Traditional HLS DSE tools aim to search a vast design space that is comprised of "loop-pipeline," "loop-unroll," and "array-partition," each having corresponding factors that have to be fine-tuned. However, this process can often lead to illegal combinations of directives where, for example, an "unroll" directive is applied to a parent loop of a "pipelined" loop (explained in Section 2.3.1). Thus, an HLS DSE engine has to be aware of the legal combination of the directives. As a side effect of this legal combination rule, the degree of parallelism that can be achieved through directives alone is limited, as explained in Section 2.3.

The ScaleHLS team proposed a different way of capturing the desired level of parallelism through loop tiling. By implicitly always pipelining the tiled loops as shown in Figure 2, we can concisely capture the level of parallelism we wish to achieve. This is further aided by systematically finding the best array partition scheme corresponding to the selected tiling strategy using the ScaleHLS' -array-partition API based on the research by Zhao et al. [42]. As a result of these measures, we can concisely capture our desired design using only the tiling strategy and initiation interval of the pipeline compiler directive (pipeline-ii). The conciseness stems from how the tiling strategy implicitly captures loop unrolling and array partitioning. For the "gemm" and "3mm" kernels, the method for how the design points are encoded is shown in Table 1. Throughout the rest of the article, we use the same method of capturing the level of parallelism through tiling factors, improving upon the method initially developed by the ScaleHLS team.
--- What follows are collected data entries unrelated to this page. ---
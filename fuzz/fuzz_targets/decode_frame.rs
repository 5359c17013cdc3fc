#![no_main]

use libfuzzer_sys::fuzz_target;

fuzz_target!(|data: &[u8]| {
    if let Some(consumed) = agentstorm::fuzzing::decode_frame_input(data, Some(1 << 16)) {
        debug_assert!(consumed >= agentstorm::wire::LENGTH_PREFIX_BYTES);
        debug_assert!(consumed <= data.len());
    }
});
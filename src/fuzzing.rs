//! Entry points for the fuzz targets. Each one feeds untrusted input into a
//! parser and only reports whether it was accepted.
use std::path::Path;

use crate::args::parsers::parse_duration_value;
use crate::config::parse_config;
use crate::wire::{Inbound, classify, decode_frame};

/// Parses a duration with unit suffix (e.g. `500ms`, `2h`).
#[must_use]
pub fn parse_duration_input(input: &str) -> bool {
    parse_duration_value(input).is_ok()
}

/// Decodes one frame from `bytes` under the given size ceiling, returning the
/// consumed length.
#[must_use]
pub fn decode_frame_input(bytes: &[u8], max_bytes: Option<usize>) -> Option<usize> {
    decode_frame(bytes, max_bytes).ok().map(|(_, consumed)| consumed)
}

/// Classifies an inbound message body.
#[must_use]
pub fn classify_input(text: &str) -> Inbound {
    classify(text)
}

/// Parses config text as TOML or JSON, selected by `json`.
#[must_use]
pub fn parse_config_input(content: &str, json: bool) -> bool {
    let path = if json {
        Path::new("agentstorm.json")
    } else {
        Path::new("agentstorm.toml")
    };
    parse_config(path, content).is_ok()
}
#### 3 DESIGN SPACE MERGING

The design space of real-world HLS applications is exponentially vast, proportional to the number of tunable knobs. This complexity is further compounded by the fact that each loop band has its

Table 1. Example DSE Outputs

(a) gemm kernel in Figure 2(b).

(b) 3mm kernel in Figure 3(b).

| Target Knob     | Name         | Factors | Pipeline-ii | Target Knob     | Name         | Factors    | Pipeline-ii |
|-----------------|--------------|---------|-------------|-----------------|--------------|------------|-------------|
| Tiling Strategy | Sub-design 1 | (1,5,6) | 1           | Tiling Strategy | Sub-design 1 | (1,25,5)   | 10          |
|                 | •            |         |             | Tiling Strategy | Sub-design 2 | (25, 1, 5) | 25          |
|                 |              |         |             | Tiling Strategy | Sub-design 3 | (5,5,5)    | 16          |

own set of tunable knobs. Examples of these knobs may include the compiler directives loop unroll, loop pipeline, and array partition, each with a corresponding factor.

As a result, a DSE engine that targets large designs must either shrink the number of knobs or partition the design space into sub-design spaces. As we aimed to develop a scalable DSE engine, we opted for the latter approach, partitioning the whole design space into sub-design spaces. In addition, rather than selecting the optimal combinations of HLS compiler directives, we captured the desired level of parallelism of a design using the tiling strategy mentioned in Sections 2.3 and 2.4.

The ScaleHLS [39] team has demonstrated favorable results by capturing the level of parallelism of a single sub-design using the tiling strategy. Through compiler passes, ScaleHLS can unroll and pipeline the target design to the desired degree of parallelism based on the tiling strategy. As a result, ScaleHLS DSE can better utilize the given resource constraints due to having a finer control of the level of parallelism, leading to a comparatively higher quality of the final design.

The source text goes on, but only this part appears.